Material for the task:
[Start of Attachment]

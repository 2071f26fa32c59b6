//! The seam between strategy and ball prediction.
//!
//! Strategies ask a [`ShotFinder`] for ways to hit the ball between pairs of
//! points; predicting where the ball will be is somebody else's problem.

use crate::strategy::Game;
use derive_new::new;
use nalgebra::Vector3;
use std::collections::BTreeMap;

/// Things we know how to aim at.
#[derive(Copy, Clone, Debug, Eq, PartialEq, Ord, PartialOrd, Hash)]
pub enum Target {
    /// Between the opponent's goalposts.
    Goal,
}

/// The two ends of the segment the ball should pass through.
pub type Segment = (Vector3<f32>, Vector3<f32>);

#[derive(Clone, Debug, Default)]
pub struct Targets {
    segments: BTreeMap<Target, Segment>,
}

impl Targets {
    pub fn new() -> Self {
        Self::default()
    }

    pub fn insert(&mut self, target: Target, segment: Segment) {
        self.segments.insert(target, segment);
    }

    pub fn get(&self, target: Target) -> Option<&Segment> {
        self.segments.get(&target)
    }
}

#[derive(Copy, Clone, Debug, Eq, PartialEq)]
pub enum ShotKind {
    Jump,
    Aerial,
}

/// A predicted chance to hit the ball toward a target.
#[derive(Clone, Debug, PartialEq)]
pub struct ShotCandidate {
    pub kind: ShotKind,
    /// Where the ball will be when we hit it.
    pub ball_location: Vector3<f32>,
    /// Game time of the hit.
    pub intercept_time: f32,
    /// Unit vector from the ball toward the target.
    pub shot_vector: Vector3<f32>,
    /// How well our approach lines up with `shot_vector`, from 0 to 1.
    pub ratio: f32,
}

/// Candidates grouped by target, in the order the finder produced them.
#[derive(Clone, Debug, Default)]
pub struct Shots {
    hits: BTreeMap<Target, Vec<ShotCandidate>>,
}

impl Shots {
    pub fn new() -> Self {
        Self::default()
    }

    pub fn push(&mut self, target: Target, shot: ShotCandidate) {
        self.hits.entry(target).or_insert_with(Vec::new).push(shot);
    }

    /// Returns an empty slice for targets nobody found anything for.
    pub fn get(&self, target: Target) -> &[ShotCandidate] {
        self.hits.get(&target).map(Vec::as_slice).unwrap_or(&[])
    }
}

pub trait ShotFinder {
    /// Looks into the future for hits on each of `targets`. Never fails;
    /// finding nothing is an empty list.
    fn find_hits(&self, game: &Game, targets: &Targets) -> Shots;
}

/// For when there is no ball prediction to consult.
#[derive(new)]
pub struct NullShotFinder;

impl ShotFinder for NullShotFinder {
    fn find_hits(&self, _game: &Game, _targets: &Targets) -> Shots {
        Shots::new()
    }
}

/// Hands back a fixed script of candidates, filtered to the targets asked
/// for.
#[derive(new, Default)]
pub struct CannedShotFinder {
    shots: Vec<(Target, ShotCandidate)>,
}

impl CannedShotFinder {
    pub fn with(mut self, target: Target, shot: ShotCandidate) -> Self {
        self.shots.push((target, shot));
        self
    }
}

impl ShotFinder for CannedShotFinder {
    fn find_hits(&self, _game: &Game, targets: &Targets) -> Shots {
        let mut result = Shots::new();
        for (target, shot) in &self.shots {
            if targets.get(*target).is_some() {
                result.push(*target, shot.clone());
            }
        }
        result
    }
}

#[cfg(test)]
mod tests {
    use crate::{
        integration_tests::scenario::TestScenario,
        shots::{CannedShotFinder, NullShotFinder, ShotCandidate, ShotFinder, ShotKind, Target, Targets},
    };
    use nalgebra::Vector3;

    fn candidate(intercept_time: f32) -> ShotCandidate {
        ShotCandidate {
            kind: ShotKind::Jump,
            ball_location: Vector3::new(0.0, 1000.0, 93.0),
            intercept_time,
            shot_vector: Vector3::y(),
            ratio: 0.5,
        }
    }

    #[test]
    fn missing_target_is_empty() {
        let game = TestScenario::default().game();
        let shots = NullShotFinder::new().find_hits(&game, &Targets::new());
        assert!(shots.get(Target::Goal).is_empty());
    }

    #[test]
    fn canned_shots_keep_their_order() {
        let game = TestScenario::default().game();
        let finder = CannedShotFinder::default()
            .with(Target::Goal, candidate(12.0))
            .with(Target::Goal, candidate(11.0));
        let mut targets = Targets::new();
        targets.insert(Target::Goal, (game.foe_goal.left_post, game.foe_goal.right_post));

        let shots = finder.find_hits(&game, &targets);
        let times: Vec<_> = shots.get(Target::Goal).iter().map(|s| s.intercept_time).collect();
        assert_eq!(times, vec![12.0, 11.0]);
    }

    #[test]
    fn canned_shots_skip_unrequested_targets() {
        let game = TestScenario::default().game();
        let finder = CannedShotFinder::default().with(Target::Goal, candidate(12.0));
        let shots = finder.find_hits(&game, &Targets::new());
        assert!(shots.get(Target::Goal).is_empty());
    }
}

[End of Attachment]
[Start of Attachment]

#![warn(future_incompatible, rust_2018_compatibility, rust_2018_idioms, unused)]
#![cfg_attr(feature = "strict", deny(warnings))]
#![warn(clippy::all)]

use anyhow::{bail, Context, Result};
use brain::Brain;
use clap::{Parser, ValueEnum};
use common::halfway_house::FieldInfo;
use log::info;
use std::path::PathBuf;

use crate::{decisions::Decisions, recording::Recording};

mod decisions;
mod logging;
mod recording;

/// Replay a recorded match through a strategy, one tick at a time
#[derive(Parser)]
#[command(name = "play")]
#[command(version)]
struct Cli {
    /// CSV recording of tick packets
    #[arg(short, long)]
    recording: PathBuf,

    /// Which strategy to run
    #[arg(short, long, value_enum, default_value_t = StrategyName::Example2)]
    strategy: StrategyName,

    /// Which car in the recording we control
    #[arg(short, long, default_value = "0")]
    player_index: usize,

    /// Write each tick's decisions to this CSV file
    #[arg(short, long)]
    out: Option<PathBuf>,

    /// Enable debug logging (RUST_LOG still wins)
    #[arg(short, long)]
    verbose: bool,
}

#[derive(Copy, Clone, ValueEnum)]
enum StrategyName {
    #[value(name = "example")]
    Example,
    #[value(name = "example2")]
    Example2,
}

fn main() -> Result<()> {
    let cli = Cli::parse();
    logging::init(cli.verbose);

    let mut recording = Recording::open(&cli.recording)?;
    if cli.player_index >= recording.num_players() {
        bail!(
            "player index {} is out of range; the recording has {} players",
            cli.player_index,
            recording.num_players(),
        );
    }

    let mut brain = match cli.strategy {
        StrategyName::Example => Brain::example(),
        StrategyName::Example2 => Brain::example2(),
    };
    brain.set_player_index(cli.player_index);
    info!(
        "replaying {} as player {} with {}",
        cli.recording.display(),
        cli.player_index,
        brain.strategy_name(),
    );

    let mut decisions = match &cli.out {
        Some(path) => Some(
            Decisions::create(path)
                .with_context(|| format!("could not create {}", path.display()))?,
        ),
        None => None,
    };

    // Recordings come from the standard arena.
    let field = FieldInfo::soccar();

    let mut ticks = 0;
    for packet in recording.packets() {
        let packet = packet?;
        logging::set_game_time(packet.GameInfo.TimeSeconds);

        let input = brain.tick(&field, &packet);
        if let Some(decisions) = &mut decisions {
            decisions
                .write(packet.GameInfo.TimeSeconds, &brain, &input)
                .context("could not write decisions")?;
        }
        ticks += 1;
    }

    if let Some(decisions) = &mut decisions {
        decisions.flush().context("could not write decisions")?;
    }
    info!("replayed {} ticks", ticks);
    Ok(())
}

[End of Attachment]

Exercise aim: In the material above, find the lines that contain "crate" and show them.

Result of this exercise:
use crate::strategy::Game;
    use crate::{
use crate::{decisions::Decisions, recording::Recording};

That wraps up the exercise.